“Great. Me too!” He started to feel an ember of something warm and glowing, himself. “I have some new outfits for him. Want a sneak preview?”
She pulled out her other earbud, set them both on the table, and scooched closer to him. She smelled like cinnamon gum and strawberries. She smiled at him, and he noticed that she had alittle gap in her front teeth. And he was a goner, his mind already sporting flannels and listening to bands that played the banjo as he drove their #vanlife camper out into Yosemite.
“I’d love that,” she said.
* * *
That evening, Nat stood in her room in front of a huge pile of clothes as Sara watched and sipped wine on the bed. Finding a potential date outfit for happy hour with Mr. Downtown, as they were calling him in a crooner’s singsong, was proving to be a long and surprisingly sweaty task.
“How about this?”
Sara glanced up from the glow of Nat’s laptop. “Maybe?” She squinted and frowned. “Not with that skirt, though.”
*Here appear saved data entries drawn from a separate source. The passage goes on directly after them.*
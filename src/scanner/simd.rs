//! AVX2 vectorized temporal-macro scan. Only compiled for `x86_64` with the
//! `simd` crate feature enabled; [`crate::scanner::core::scan`] falls back
//! to the scalar path everywhere else.

#![cfg(all(target_arch = "x86_64", feature = "simd"))]

use core::arch::x86_64::*;

use crate::buffer::PaddedBuffer;
use crate::scanner::core::{verify_candidate, Findings};

/// Process 32 bytes per iteration. For every position `i` in range, compare
/// `start[i]` against `'_'` and `start[i+5]` against `'E'` — the two
/// anchors common to all three macros — and verify every candidate that
/// passes both.
///
/// # Safety
/// Caller must have confirmed AVX2 support via `is_x86_feature_detected!`.
#[target_feature(enable = "avx2")]
pub unsafe fn scan_avx2(buf: &PaddedBuffer) -> Findings {
    let size = buf.size();
    let mut findings = Findings::NONE;
    if size < 8 {
        return findings;
    }

    let base = buf.scan_ptr();
    let underscore = _mm256_set1_epi8(b'_' as i8);
    let e_char = _mm256_set1_epi8(b'E' as i8);

    let mut i: usize = 0;
    // Loop condition per spec: `i + 8 <= size`. The 32-byte loads below read
    // up to `i + 36` bytes ahead (`i + 5 + 32`), which stays within the
    // buffer's trailing sentinel pad for every `i` satisfying that bound,
    // since the buffer guarantees `size + 31` valid trailing bytes.
    while i + 8 <= size {
        // SAFETY: `base` points at the live region's start; offsets `i` and
        // `i + 5` plus a 32-byte load stay within `size + TRAILING_PAD`.
        let first = unsafe { _mm256_loadu_si256(base.add(i) as *const __m256i) };
        let last = unsafe { _mm256_loadu_si256(base.add(i + 5) as *const __m256i) };

        let first_eq = _mm256_cmpeq_epi8(first, underscore);
        let last_eq = _mm256_cmpeq_epi8(last, e_char);
        let both = _mm256_and_si256(first_eq, last_eq);
        let mut mask = _mm256_movemask_epi8(both) as u32;

        while mask != 0 {
            let b = mask.trailing_zeros() as usize;
            mask &= mask - 1;
            let p_offset = (i + b + 1) as isize;
            if let Some(bit) = verify_candidate(buf, p_offset) {
                findings.set(bit);
            }
        }

        i += 32;
    }

    findings
}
Nat pulled off the shirt and fanned her armpits. “OK, but we can’t alter too many variables at once.” She tossed the shirt into the pile that was nearly to her knees. “It’s inefficient.”
“If you keep throwing clothes in that pile, it might gain sentience and murder us in our sleep,” said Sara.
Nat dug through the heap. “I can’t wear anything that I wore on a date before because that’s just bad luck. And all of my new clothes have a vibe that’s more . . .”
“‘Fun’ youth group counselor?” Sara offered.
“No,” said Nat, tossing aside a chunky brown turtleneck.
“Time-traveling Puritan?”
“Stop.”
“1950s accountant with a bad rash?”
“Nuanced!” Nat cried, pulling on an oversized Breton shirt with blessedly minimal wrinkles. “They’re nuanced.”
Sara handed her the wine. “Drink that.” As Nat took a large swig, Sara turned the laptop around to face her. “And look! You’ve got a new match already.”
“Oh, yes!” Nat took a second swig as she examined the man smiling out at her from the screen. “Oh no,” she said.
Sara frowned. “Really? I thought he was cute!”
“No, I know him,” said Nat. “Actually, I know his wife.”
“Ouch.” Sara refilled the wine.
“Should I say something to her?” asked Nat.
“Hell, no!” said Sara, taking back the computer. “You adopt that policy and you will be setting a truly exhausting precedent, trust me.” She shook her halo of glossy curls in emphasis. “Anyway, you’ve got like ten other new messages.”
Nat’s eyes widened with a realization. “Wait, are lots of guys on here actually secretly married?”
Sara scoffed. “Ask Santa the next time you see him.” She clicked around the messages as Nat stayed frozen in thought. “Um, hello, this guy’s hot as fuck!” She leaned in closer to the screen as if inspecting an ancient scroll. “Why haven’t I matched with him yet?”
Now, Nat shook her head for emphasis. “But if the user input data is inaccurate, then my algorithm can’t—”
Sara turned the laptop and tapped her navy, coffin-shaped fingernail loudly on the man’s picture on the screen. Long dark hair, hazel eyes with just the right amount of crinkle at the corners, a gleaming smile that was somehow both sweet and seductive, and a shadow of stubble across a chiseled jawline.
Nat melted inside while her body practically leapt to the computer. “Hello,” she half-whispered. “Open his message.”
Sara clicked.
Nat read it aloud. “‘There she is.’” Nat smoothed her hair and felt a blush warm into her cheeks.